Because I was curious about something, I made this graphic for myself so I could visualize it. This is the entire Elementalist toolbox, as it were. Realistically, a player might only stick to one weapon (since Elementalist has no weapon-swap, and for good reason), a preferred healing skill, a preferred elite, and a set of three or more preferred utility skills.
However, as I've seen from many solo runs, a really enthusiastic Elementalist will use almost all of these skills, by swapping weapons from inventory before many encounters, using many of the utilities, and even using different healing skills depending on what they're doing.
This doesn't even take into account Traits, which add additional effects and passive abilities, like on-dodge effects.
This also doesn't show Racials, or skills that have auto-chaining skills that follow up from the first, or double-tap skills that require a second press to do an activation of an entirely new skill.
As Proven pointed out, this also does not include the skills from summoned weapons.
In a vacuum, the Elementalist has a skill toolbox that contains:
60 weapon skills.
4 healing skills
3 elite
20 utility skills
Which makes for a total of 87 skills a player needs to understand if they want to really get into what their profession has to offer. Now realistically, even with from-inventory weapon swapping, average play will only use about half that, but that's still around 40 skills.
Just for contrast, the Warlock in World of Warlock has 54 skills, and will at most use half of them simply due to skill tree specialization.
I had wanted to go through the Elementalist skills and make a tally for how many pure damage skills there are, compared to ones that offer support (cripples, slows, etc), and ones that offer healing, but I found that the Elementalist is surprisingly colour-coded. Most fire skills are damage, most water are support/healing, most lightning are control, and most earth are self-buff or damage mitigation.
It looks daunting, and yet... I'm playing an Elementalist right now and it's pretty straightforward. I know there is a lot of criticism levied against Guild Wars 2's limited skill bar, but the limit and auto-skill assignment makes a profession much easier to digest for me personally.

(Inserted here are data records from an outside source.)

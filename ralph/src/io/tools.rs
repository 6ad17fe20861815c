//! Agent invocation table: how each tool receives the prompt.
//!
//! Dispatch never matches on tool names; adding a tool means adding a
//! [`ToolSpec`] entry (built in here, or `[tools.<name>]` in `ralph.toml`).

use std::collections::BTreeMap;

use anyhow::{Result, anyhow, bail};
use serde::{Deserialize, Serialize};

/// Placeholder replaced by the prompt text inside tool arguments.
pub const PROMPT_PLACEHOLDER: &str = "{prompt}";

/// How the prompt reaches the agent process.
#[derive(Debug, Clone, Copy, Default, PartialEq, Eq, Serialize, Deserialize)]
#[serde(rename_all = "lowercase")]
pub enum InputMode {
    /// Substituted into the argument list via [`PROMPT_PLACEHOLDER`].
    #[default]
    Arg,
    /// Written to the child's standard input.
    Stdin,
}

/// Invocation strategy for one agent tool.
#[derive(Debug, Clone, PartialEq, Eq, Serialize, Deserialize)]
pub struct ToolSpec {
    pub program: String,
    #[serde(default)]
    pub args: Vec<String>,
    #[serde(default)]
    pub input: InputMode,
}

impl ToolSpec {
    fn new(program: &str, args: &[&str], input: InputMode) -> Self {
        Self {
            program: program.to_string(),
            args: args.iter().map(|arg| (*arg).to_string()).collect(),
            input,
        }
    }

    pub fn validate(&self, name: &str) -> Result<()> {
        if self.program.trim().is_empty() {
            bail!("tool '{name}': program must be non-empty");
        }
        let has_placeholder = self.args.iter().any(|arg| arg.contains(PROMPT_PLACEHOLDER));
        if self.input == InputMode::Arg && !has_placeholder {
            bail!("tool '{name}': input = \"arg\" requires a {PROMPT_PLACEHOLDER} argument");
        }
        Ok(())
    }

    /// Argument list with the placeholder substituted.
    pub fn render_args(&self, prompt: &str) -> Vec<String> {
        self.args
            .iter()
            .map(|arg| arg.replace(PROMPT_PLACEHOLDER, prompt))
            .collect()
    }

    /// Bytes to feed on stdin, if this tool reads the prompt there.
    pub fn stdin_payload<'a>(&self, prompt: &'a str) -> Option<&'a [u8]> {
        match self.input {
            InputMode::Stdin => Some(prompt.as_bytes()),
            InputMode::Arg => None,
        }
    }
}

/// Lookup table from tool name to [`ToolSpec`].
#[derive(Debug, Clone, PartialEq, Eq)]
pub struct ToolRegistry {
    tools: BTreeMap<String, ToolSpec>,
}

impl ToolRegistry {
    /// Built-in agents.
    pub fn builtin() -> Self {
        let mut tools = BTreeMap::new();
        tools.insert(
            "claude".to_string(),
            ToolSpec::new(
                "claude",
                &["-p", PROMPT_PLACEHOLDER, "--dangerously-skip-permissions"],
                InputMode::Arg,
            ),
        );
        tools.insert(
            "gemini".to_string(),
            ToolSpec::new("gemini", &["--yolo"], InputMode::Stdin),
        );
        tools.insert(
            "copilot".to_string(),
            ToolSpec::new(
                "copilot",
                &["-p", PROMPT_PLACEHOLDER, "--allow-all-tools"],
                InputMode::Arg,
            ),
        );
        tools.insert(
            "codex".to_string(),
            ToolSpec::new(
                "codex",
                &[
                    "exec",
                    "--skip-git-repo-check",
                    "--sandbox",
                    "danger-full-access",
                    "-",
                ],
                InputMode::Stdin,
            ),
        );
        Self { tools }
    }

    /// Built-ins plus configured entries (configured entries win).
    pub fn with_overrides(overrides: &BTreeMap<String, ToolSpec>) -> Result<Self> {
        let mut registry = Self::builtin();
        for (name, spec) in overrides {
            spec.validate(name)?;
            registry.tools.insert(name.clone(), spec.clone());
        }
        Ok(registry)
    }

    pub fn contains(&self, name: &str) -> bool {
        self.tools.contains_key(name)
    }

    pub fn names(&self) -> impl Iterator<Item = &str> {
        self.tools.keys().map(String::as_str)
    }

    /// Resolve a tool, failing for unknown names.
    pub fn get(&self, name: &str) -> Result<&ToolSpec> {
        self.tools.get(name).ok_or_else(|| {
            anyhow!(
                "unknown agent '{name}' (known: {})",
                self.names().collect::<Vec<_>>().join(", ")
            )
        })
    }
}

#[cfg(test)]
mod tests {
    use super::*;

    #[test]
    fn builtins_are_valid() {
        let registry = ToolRegistry::builtin();
        for name in ["claude", "gemini", "copilot", "codex"] {
            let spec = registry.get(name).expect("builtin");
            spec.validate(name).expect("valid builtin");
        }
    }

    #[test]
    fn unknown_tool_lists_known_names() {
        let err = ToolRegistry::builtin().get("clippy").unwrap_err();
        let msg = err.to_string();
        assert!(msg.contains("unknown agent 'clippy'"));
        assert!(msg.contains("claude"));
    }

    #[test]
    fn arg_mode_substitutes_prompt() {
        let registry = ToolRegistry::builtin();
        let claude = registry.get("claude").expect("claude");
        assert_eq!(
            claude.render_args("do it"),
            vec!["-p", "do it", "--dangerously-skip-permissions"]
        );
        assert_eq!(claude.stdin_payload("do it"), None);
    }

    #[test]
    fn stdin_mode_feeds_prompt() {
        let registry = ToolRegistry::builtin();
        let gemini = registry.get("gemini").expect("gemini");
        assert_eq!(gemini.render_args("do it"), vec!["--yolo"]);
        assert_eq!(gemini.stdin_payload("do it"), Some("do it".as_bytes()));
    }

    #[test]
    fn overrides_add_and_replace_tools() {
        let mut overrides = BTreeMap::new();
        overrides.insert(
            "claude".to_string(),
            ToolSpec::new("claude-dev", &["--print", PROMPT_PLACEHOLDER], InputMode::Arg),
        );
        overrides.insert(
            "local".to_string(),
            ToolSpec::new("sh", &["-c", "cat"], InputMode::Stdin),
        );
        let registry = ToolRegistry::with_overrides(&overrides).expect("registry");
        assert_eq!(registry.get("claude").expect("claude").program, "claude-dev");
        assert!(registry.contains("local"));
        assert!(registry.contains("gemini"));
    }

    #[test]
    fn arg_mode_without_placeholder_is_rejected() {
        let mut overrides = BTreeMap::new();
        overrides.insert(
            "broken".to_string(),
            ToolSpec::new("agent", &["--run"], InputMode::Arg),
        );
        let err = ToolRegistry::with_overrides(&overrides).unwrap_err();
        assert!(err.to_string().contains("requires a {prompt} argument"));
    }
}
//! Deterministic, pure logic shared by the session controller.
//!
//! Core modules must be free of I/O side effects. They operate on in-memory
//! data structures, take timestamps from callers, and return deterministic
//! outputs suitable for tests.

pub mod classifier;
pub mod digest;
pub mod session;
pub mod streak;
pub mod task_queue;
pub mod types;
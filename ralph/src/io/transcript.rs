//! Per-attempt transcripts under `<session>/attempts/`.
//!
//! One file per attempt, named by the zero-padded global attempt number and
//! never rewritten. Transcripts hold the exact prompt and the raw, untruncated
//! output streams.

use std::fs::{self, OpenOptions};
use std::io::Write;
use std::path::{Path, PathBuf};

use anyhow::{Context, Result};
use minijinja::Value;
use serde::Serialize;
use tracing::{debug, info, warn};

use crate::io::render::{self, Renderer};

/// How an attempt ended, as recorded in its transcript.
#[derive(Debug, Clone, Copy, PartialEq, Eq, Serialize)]
#[serde(rename_all = "snake_case")]
pub enum AttemptOutcome {
    Success,
    Failure,
    Interrupted,
}

/// Everything written for one attempt.
#[derive(Debug, Clone, Serialize)]
pub struct TranscriptEntry<'a> {
    pub timestamp: String,
    pub tool: &'a str,
    pub iteration: u32,
    /// 1-based task position.
    pub task_number: usize,
    pub task_attempt: u32,
    pub task: &'a str,
    pub prompt: &'a str,
    pub prompt_hash: &'a str,
    pub exit_code: i32,
    pub duration_ms: u64,
    pub outcome: AttemptOutcome,
    pub signature: Option<&'a str>,
    pub mutation: &'a str,
    pub stdout: &'a str,
    pub stderr: &'a str,
}

#[derive(Serialize)]
struct TranscriptView<'a> {
    number: u32,
    #[serde(flatten)]
    entry: &'a TranscriptEntry<'a>,
}

/// Allocates transcript numbers and writes transcript files.
#[derive(Debug, Clone)]
pub struct TranscriptStore {
    dir: PathBuf,
    offset: u32,
}

impl TranscriptStore {
    /// Prepare the transcript directory.
    ///
    /// Without `keep`, transcripts from earlier runs are removed. With it they
    /// stay, and numbering continues after the highest existing one.
    pub fn open(dir: impl Into<PathBuf>, keep: bool) -> Self {
        let dir = dir.into();
        if !keep && dir.exists() {
            match fs::remove_dir_all(&dir) {
                Ok(()) => info!(path = %dir.display(), "removed earlier transcripts"),
                Err(err) => warn!(path = %dir.display(), err = %err, "failed to remove earlier transcripts"),
            }
        }
        if let Err(err) = fs::create_dir_all(&dir) {
            warn!(path = %dir.display(), err = %err, "failed to create transcript directory");
        }
        let offset = if keep { highest_number(&dir) } else { 0 };
        debug!(path = %dir.display(), offset, "transcript store ready");
        Self { dir, offset }
    }

    pub fn dir(&self) -> &Path {
        &self.dir
    }

    /// Transcript number for a global iteration of this run.
    pub fn number_for(&self, iteration: u32) -> u32 {
        self.offset + iteration
    }

    pub fn path_for(&self, number: u32) -> PathBuf {
        self.dir.join(format!("{number:04}.md"))
    }

    /// Write the transcript for `entry`; failures are logged, not returned.
    pub fn write(&self, renderer: &Renderer, entry: &TranscriptEntry<'_>) -> Option<PathBuf> {
        let number = self.number_for(entry.iteration);
        let path = self.path_for(number);
        let result = renderer
            .render(
                render::TRANSCRIPT,
                Value::from_serialize(TranscriptView { number, entry }),
            )
            .and_then(|body| write_once(&path, &body));
        match result {
            Ok(()) => {
                debug!(path = %path.display(), "wrote transcript");
                Some(path)
            }
            Err(err) => {
                warn!(path = %path.display(), err = %format!("{err:#}"), "failed to write transcript");
                None
            }
        }
    }
}

fn write_once(path: &Path, contents: &str) -> Result<()> {
    let mut file = OpenOptions::new()
        .write(true)
        .create_new(true)
        .open(path)
        .with_context(|| format!("create {}", path.display()))?;
    file.write_all(contents.as_bytes())
        .with_context(|| format!("write {}", path.display()))
}

fn highest_number(dir: &Path) -> u32 {
    let Ok(entries) = fs::read_dir(dir) else {
        return 0;
    };
    entries
        .filter_map(|entry| entry.ok())
        .filter_map(|entry| {
            let name = entry.file_name().into_string().ok()?;
            name.strip_suffix(".md")?.parse::<u32>().ok()
        })
        .max()
        .unwrap_or(0)
}

#[cfg(test)]
mod tests {
    use super::*;

    fn entry<'a>(iteration: u32, stdout: &'a str) -> TranscriptEntry<'a> {
        TranscriptEntry {
            timestamp: "2026-01-01T00:00:00Z".to_string(),
            tool: "claude",
            iteration,
            task_number: 1,
            task_attempt: iteration,
            task: "write the parser",
            prompt: "Read .ralph/TASK.md",
            prompt_hash: "0123456789ab",
            exit_code: 2,
            duration_ms: 1500,
            outcome: AttemptOutcome::Failure,
            signature: Some("exit 2: error: boom"),
            mutation: "Baseline",
            stdout,
            stderr: "error: boom\n",
        }
    }

    #[test]
    fn writes_numbered_transcripts_with_raw_streams() {
        let temp = tempfile::tempdir().expect("tempdir");
        let store = TranscriptStore::open(temp.path().join("attempts"), false);
        let renderer = Renderer::new().expect("renderer");
        let big = "line\n".repeat(50_000);

        let path = store.write(&renderer, &entry(3, &big)).expect("written");
        assert!(path.ends_with("attempts/0003.md"));
        let body = fs::read_to_string(&path).expect("read");
        assert!(body.starts_with("<!-- ralph:transcript v1 -->\n# Attempt 3\n"));
        assert!(body.contains("- Outcome: failure"));
        assert!(body.contains("- Signature: `exit 2: error: boom`"));
        assert!(body.contains("=== prompt ===\nRead .ralph/TASK.md\n"));
        assert!(body.contains(&big));
        assert!(body.contains("=== stderr ===\nerror: boom\n"));
    }

    #[test]
    fn transcripts_are_never_overwritten() {
        let temp = tempfile::tempdir().expect("tempdir");
        let store = TranscriptStore::open(temp.path().join("attempts"), false);
        let renderer = Renderer::new().expect("renderer");

        assert!(store.write(&renderer, &entry(1, "first")).is_some());
        assert!(store.write(&renderer, &entry(1, "second")).is_none());
        let body = fs::read_to_string(store.path_for(1)).expect("read");
        assert!(body.contains("first"));
    }

    #[test]
    fn earlier_runs_are_cleared_unless_kept() {
        let temp = tempfile::tempdir().expect("tempdir");
        let dir = temp.path().join("attempts");
        fs::create_dir_all(&dir).expect("mkdir");
        fs::write(dir.join("0007.md"), "old").expect("seed");
        fs::write(dir.join("notes.txt"), "not a transcript").expect("seed");

        let kept = TranscriptStore::open(&dir, true);
        assert_eq!(kept.number_for(1), 8);
        assert!(dir.join("0007.md").is_file());

        let fresh = TranscriptStore::open(&dir, false);
        assert_eq!(fresh.number_for(1), 1);
        assert!(!dir.join("0007.md").exists());
        assert!(dir.is_dir());
    }
}
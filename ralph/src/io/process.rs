//! Helpers for running child processes with live output and full capture.

use std::io::{self, Read, Write};
use std::process::{Command, ExitStatus, Stdio};
use std::sync::mpsc::{self, Receiver, RecvTimeoutError, Sender};
use std::sync::{Arc, Mutex, PoisonError};
use std::thread;
use std::time::{Duration, Instant};

use anyhow::{Context, Result, anyhow};
use tracing::{debug, error, instrument, warn};
use wait_timeout::ChildExt;

use crate::io::interrupt::CancelToken;

/// How often a running child is checked for cancellation.
pub const POLL_INTERVAL: Duration = Duration::from_millis(100);

/// How long output readers may keep draining after the child has exited.
///
/// A background process started by the child inherits its pipes and can hold
/// them open indefinitely; output arriving after this window is dropped.
pub const DRAIN_GRACE: Duration = Duration::from_secs(2);

type Captured = Arc<Mutex<Vec<u8>>>;
type ReaderDone = (&'static str, Result<()>);

/// Captured child process output.
#[derive(Debug)]
pub struct CommandOutput {
    pub status: ExitStatus,
    pub stdout: Vec<u8>,
    pub stderr: Vec<u8>,
    pub duration: Duration,
    /// True if the child was killed because the token was cancelled.
    pub cancelled: bool,
}

impl CommandOutput {
    /// Exit code, or `-1` when the child was terminated by a signal.
    pub fn exit_code(&self) -> i32 {
        self.status.code().unwrap_or(-1)
    }
}

#[derive(Clone, Copy)]
enum Echo {
    Stdout,
    Stderr,
    Off,
}

/// Run a command to completion, capturing stdout and stderr separately.
///
/// Output is read concurrently while the child runs and, when `echo` is set,
/// mirrored to this process's stdout/stderr as it arrives. Nothing the child
/// writes before exiting is truncated. There is no timeout: the child runs
/// until it exits or `cancel` fires, in which case it is killed. Readers then
/// get [`DRAIN_GRACE`] to reach end of stream.
#[instrument(skip_all, fields(echo = echo, stdin_bytes = stdin.map_or(0, <[u8]>::len)))]
pub fn run_command_streaming(
    mut cmd: Command,
    stdin: Option<&[u8]>,
    echo: bool,
    cancel: &CancelToken,
) -> Result<CommandOutput> {
    if stdin.is_some() {
        cmd.stdin(Stdio::piped());
    } else {
        cmd.stdin(Stdio::null());
    }
    cmd.stdout(Stdio::piped()).stderr(Stdio::piped());

    debug!("spawning child process");
    let started = Instant::now();
    let mut child = match cmd.spawn() {
        Ok(c) => c,
        Err(e) => {
            error!(err = %e, "failed to spawn command");
            return Err(e).context("spawn command");
        }
    };

    let stdout = child
        .stdout
        .take()
        .ok_or_else(|| anyhow!("stdout was not piped"))?;
    let stderr = child
        .stderr
        .take()
        .ok_or_else(|| anyhow!("stderr was not piped"))?;

    let (stdout_echo, stderr_echo) = if echo {
        (Echo::Stdout, Echo::Stderr)
    } else {
        (Echo::Off, Echo::Off)
    };
    let (done_tx, done_rx) = mpsc::channel();
    let stdout_buf = Captured::default();
    let stderr_buf = Captured::default();
    spawn_reader("stdout", stdout, stdout_echo, &stdout_buf, done_tx.clone());
    spawn_reader("stderr", stderr, stderr_echo, &stderr_buf, done_tx);

    // Feed stdin from a detached thread so neither a child that never reads
    // nor a background process holding the pipe can block this function.
    if let Some(input) = stdin {
        let mut child_stdin = child
            .stdin
            .take()
            .ok_or_else(|| anyhow!("stdin was not piped"))?;
        let input = input.to_vec();
        thread::spawn(move || {
            if let Err(e) = child_stdin.write_all(&input)
                && e.kind() != io::ErrorKind::BrokenPipe
            {
                warn!(err = %e, "failed to write child stdin");
            }
        });
    }

    let mut cancelled = false;
    let status = loop {
        if let Some(status) = child.wait_timeout(POLL_INTERVAL).context("wait for command")? {
            break status;
        }
        if cancel.is_cancelled() {
            warn!("cancellation requested, killing child");
            cancelled = true;
            if let Err(e) = child.kill() {
                warn!(err = %e, "failed to kill child");
            }
            break child.wait().context("wait command after kill")?;
        }
    };
    let duration = started.elapsed();

    drain_readers(&done_rx, 2, DRAIN_GRACE)?;
    let stdout = take_captured(&stdout_buf);
    let stderr = take_captured(&stderr_buf);

    debug!(
        exit_code = ?status.code(),
        cancelled,
        duration_ms = duration.as_millis() as u64,
        "command finished"
    );
    Ok(CommandOutput {
        status,
        stdout,
        stderr,
        duration,
        cancelled,
    })
}

fn spawn_reader<R: Read + Send + 'static>(
    stream: &'static str,
    reader: R,
    echo: Echo,
    buf: &Captured,
    done: Sender<ReaderDone>,
) {
    let buf = Arc::clone(buf);
    thread::spawn(move || {
        let result = read_stream_with_tee(reader, echo, &buf);
        // The receiver is gone once the drain window has passed.
        let _ = done.send((stream, result));
    });
}

/// Wait up to `grace` for `pending` readers to hit end of stream.
///
/// Readers still blocked after `grace` are left running detached; whatever
/// they captured so far is kept.
fn drain_readers(done: &Receiver<ReaderDone>, mut pending: usize, grace: Duration) -> Result<()> {
    let deadline = Instant::now() + grace;
    while pending > 0 {
        match done.recv_timeout(deadline.saturating_duration_since(Instant::now())) {
            Ok((stream, result)) => {
                result.with_context(|| format!("read {stream}"))?;
                pending -= 1;
            }
            Err(RecvTimeoutError::Timeout) => {
                warn!(
                    pending,
                    grace_ms = grace.as_millis() as u64,
                    "output still open after the child exited, keeping what was captured"
                );
                return Ok(());
            }
            Err(RecvTimeoutError::Disconnected) => {
                return Err(anyhow!("output reader thread panicked"));
            }
        }
    }
    Ok(())
}

fn take_captured(buf: &Captured) -> Vec<u8> {
    std::mem::take(&mut *buf.lock().unwrap_or_else(PoisonError::into_inner))
}

/// Read a stream to the end into `buf`, mirroring each chunk to the terminal.
fn read_stream_with_tee<R: Read>(mut reader: R, echo: Echo, buf: &Mutex<Vec<u8>>) -> Result<()> {
    let mut chunk = [0u8; 8192];

    loop {
        let n = reader.read(&mut chunk).context("read output")?;
        if n == 0 {
            break;
        }
        buf.lock()
            .unwrap_or_else(PoisonError::into_inner)
            .extend_from_slice(&chunk[..n]);

        let written = match echo {
            Echo::Stdout => write_flush(&mut io::stdout().lock(), &chunk[..n]),
            Echo::Stderr => write_flush(&mut io::stderr().lock(), &chunk[..n]),
            Echo::Off => Ok(()),
        };
        if let Err(e) = written {
            warn!(err = %e, "failed to echo child output");
        }
    }

    Ok(())
}

fn write_flush<W: Write>(writer: &mut W, bytes: &[u8]) -> io::Result<()> {
    writer.write_all(bytes)?;
    writer.flush()
}

#[cfg(all(test, unix))]
mod tests {
    use super::*;

    fn sh(script: &str) -> Command {
        let mut cmd = Command::new("sh");
        cmd.arg("-c").arg(script);
        cmd
    }

    #[test]
    fn captures_streams_separately_with_exit_code() {
        let output = run_command_streaming(
            sh("echo out-line; echo err-line >&2; exit 3"),
            None,
            false,
            &CancelToken::new(),
        )
        .expect("run");

        assert_eq!(output.exit_code(), 3);
        assert_eq!(String::from_utf8_lossy(&output.stdout), "out-line\n");
        assert_eq!(String::from_utf8_lossy(&output.stderr), "err-line\n");
        assert!(!output.cancelled);
    }

    #[test]
    fn feeds_stdin_to_the_child() {
        let output = run_command_streaming(
            sh("cat"),
            Some(b"prompt via stdin"),
            false,
            &CancelToken::new(),
        )
        .expect("run");

        assert_eq!(output.exit_code(), 0);
        assert_eq!(String::from_utf8_lossy(&output.stdout), "prompt via stdin");
    }

    #[test]
    fn large_output_is_not_truncated() {
        let output = run_command_streaming(
            sh("i=0; while [ $i -lt 20000 ]; do echo line-$i; i=$((i+1)); done"),
            None,
            false,
            &CancelToken::new(),
        )
        .expect("run");

        let stdout = String::from_utf8_lossy(&output.stdout);
        assert_eq!(stdout.lines().count(), 20_000);
        assert!(stdout.ends_with("line-19999\n"));
    }

    #[test]
    fn cancellation_kills_the_child() {
        let cancel = CancelToken::new();
        let remote = cancel.clone();
        let trigger = thread::spawn(move || {
            thread::sleep(Duration::from_millis(200));
            remote.cancel();
        });

        let output =
            run_command_streaming(sh("exec sleep 30"), None, false, &cancel).expect("run");
        trigger.join().expect("join");

        assert!(output.cancelled);
        assert!(output.duration < Duration::from_secs(20));
        assert_ne!(output.exit_code(), 0);
    }

    #[test]
    fn background_process_holding_the_pipes_does_not_block() {
        let started = Instant::now();
        let output = run_command_streaming(
            sh("sleep 30 & echo started; exit 1"),
            None,
            false,
            &CancelToken::new(),
        )
        .expect("run");

        assert!(started.elapsed() < Duration::from_secs(15));
        assert_eq!(output.exit_code(), 1);
        assert_eq!(String::from_utf8_lossy(&output.stdout), "started\n");
        assert!(!output.cancelled);
    }

    #[test]
    fn missing_program_fails_to_spawn() {
        let err = run_command_streaming(
            Command::new("ralph-test-no-such-binary"),
            None,
            false,
            &CancelToken::new(),
        )
        .unwrap_err();
        assert!(err.to_string().contains("spawn command"));
    }
}
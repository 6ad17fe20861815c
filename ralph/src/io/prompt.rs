//! Stable prompt handed to the agent on every attempt.
//!
//! The prompt never embeds task text, counters or errors. It points at the
//! session files, which carry everything that changes between attempts, so
//! the same text works for every tool and every retry.

use anyhow::Result;
use minijinja::context;

use crate::core::digest::short_hash;
use crate::io::render::{self, Renderer};
use crate::io::state_files::FileRefs;

/// A rendered prompt plus its content hash.
#[derive(Debug, Clone, PartialEq, Eq)]
pub struct PromptPack {
    content: String,
    hash: String,
}

impl PromptPack {
    pub fn build(renderer: &Renderer, files: &FileRefs, token: &str) -> Result<Self> {
        let content = renderer.render(
            render::PROMPT,
            context! {
                files => files,
                token => token,
            },
        )?;
        let hash = short_hash(&content);
        Ok(Self { content, hash })
    }

    pub fn content(&self) -> &str {
        &self.content
    }

    /// Short hash used to correlate transcripts with the prompt text.
    pub fn hash(&self) -> &str {
        &self.hash
    }
}
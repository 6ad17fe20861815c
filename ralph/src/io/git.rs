//! Read-only git adapter used for the context snapshot.
//!
//! The controller never mutates the repository; it only asks git for branch,
//! HEAD, short status and diff stat so the agent sees a cheap summary.

use std::path::{Path, PathBuf};
use std::process::{Command, Output};

use anyhow::{Context, Result, anyhow};
use tracing::{debug, instrument};

/// Parsed `git status --porcelain` entry.
#[derive(Debug, Clone, PartialEq, Eq)]
pub struct StatusEntry {
    /// 2-letter XY code, or "??" for untracked.
    pub code: String,
    /// Path for the changed file.
    pub path: String,
}

/// Wrapper for executing git commands in a working directory.
#[derive(Debug, Clone)]
pub struct Git {
    workdir: PathBuf,
}

impl Git {
    pub fn new(workdir: impl Into<PathBuf>) -> Self {
        Self {
            workdir: workdir.into(),
        }
    }

    pub fn workdir(&self) -> &Path {
        &self.workdir
    }

    /// Current branch name, or `HEAD` when detached.
    #[instrument(skip_all)]
    pub fn current_branch(&self) -> Result<String> {
        let out = self.run_capture(&["rev-parse", "--abbrev-ref", "HEAD"])?;
        let name = out.trim().to_string();
        debug!(branch = %name, "current branch");
        Ok(name)
    }

    /// Return the current HEAD short SHA.
    pub fn head_short_sha(&self, len: usize) -> Result<String> {
        let arg = format!("--short={len}");
        let out = self.run_capture(&["rev-parse", &arg, "HEAD"])?;
        Ok(out.trim().to_string())
    }

    /// Get status entries (including untracked) in porcelain format.
    pub fn status_porcelain(&self) -> Result<Vec<StatusEntry>> {
        let out = self.run_capture(&["status", "--porcelain=v1", "-uall"])?;
        let mut entries = Vec::new();
        for line in out.lines() {
            if line.trim().is_empty() {
                continue;
            }
            entries.push(parse_status_line(line)?);
        }
        Ok(entries)
    }

    /// `git diff --stat` against HEAD, limited to `max_lines` lines.
    ///
    /// The summary line (last line of the stat) is always kept.
    pub fn diff_stat(&self, max_lines: usize) -> Result<String> {
        let out = self.run_capture(&["diff", "--stat", "HEAD"])?;
        Ok(truncate_lines(&out, max_lines))
    }

    fn run_capture(&self, args: &[&str]) -> Result<String> {
        let output = self.run_checked(args)?;
        Ok(String::from_utf8_lossy(&output.stdout).to_string())
    }

    fn run_checked(&self, args: &[&str]) -> Result<Output> {
        let output = self.run(args)?;
        if !output.status.success() {
            let stderr = String::from_utf8_lossy(&output.stderr);
            return Err(anyhow!("git {} failed: {}", args.join(" "), stderr.trim()));
        }
        Ok(output)
    }

    fn run(&self, args: &[&str]) -> Result<Output> {
        Command::new("git")
            .args(args)
            .current_dir(&self.workdir)
            .output()
            .with_context(|| format!("spawn git {}", args.join(" ")))
    }
}

fn parse_status_line(line: &str) -> Result<StatusEntry> {
    if let Some(path) = line.strip_prefix("?? ") {
        return Ok(StatusEntry {
            code: "??".to_string(),
            path: path.trim().to_string(),
        });
    }
    if line.len() < 4 {
        return Err(anyhow!("unexpected porcelain line: '{line}'"));
    }
    let code = line[..2].to_string();
    let mut path = line[3..].trim().to_string();
    if let Some((_, new)) = path.split_once("->") {
        path = new.trim().to_string();
    }
    Ok(StatusEntry { code, path })
}

fn truncate_lines(text: &str, max_lines: usize) -> String {
    let lines: Vec<&str> = text.lines().collect();
    if lines.len() <= max_lines || max_lines == 0 {
        return lines.join("\n");
    }
    let keep = max_lines.saturating_sub(1);
    let mut out: Vec<&str> = lines[..keep].to_vec();
    let omitted = format!("... ({} more lines)", lines.len() - keep - 1);
    out.push(&omitted);
    if let Some(summary) = lines.last() {
        out.push(summary);
    }
    out.join("\n")
}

In Guild Wars 1 you had this giant toolbox of skills, but you could only slot six, and not change them mid-mission or out in the field, so if you made a poor build you were screwed unless you went back to town, losing all your progress. If you looked up builds online, they all involved skills you had to trek to go capture, and while many enjoyed that, it made following suggestions from other players very difficult. "Oh, you're on that mission? Just use X build". Except you can't, because the area where you need to be to get two or three skills for that build, is past the mission you're stuck on. And so on.
In World of Warcraft, when I was at the peak of my raid game as a Shaman, I used perhaps 20 skills at most, with the rest hidden away. Many people liked to have every single skill on their UI all the time, "just in case", but it was so edge-case scenario that they'd need them, it was really a waste of UI space. Heck, I even installed a few mods in WoW that basically hid skills unless they were needed as a follow-up skill, since healing rotations in WoW by the time Cataclysm rolled around was really pure rotation, and knowing who to use the rotation on. I know people in my raid group used addons like Spellflash to literally tell them which spell to use when, and they did as good as most of the people who learned how to know which spell to use when, themselves.
It's funny how, in spite of having generally more skills than it's peers, GW2 still applies a "less is more" philosophy in how it presents those skills to the player. It can give the impression of the game being overly simplistic, however. But I think that really boils down to player attitude. If someone wants to play simply, they will. If someone wants to play in a complex manner, they can. I'm glad the game supports both styles, even if one may be "inefficient". But fun is always more important than efficiency.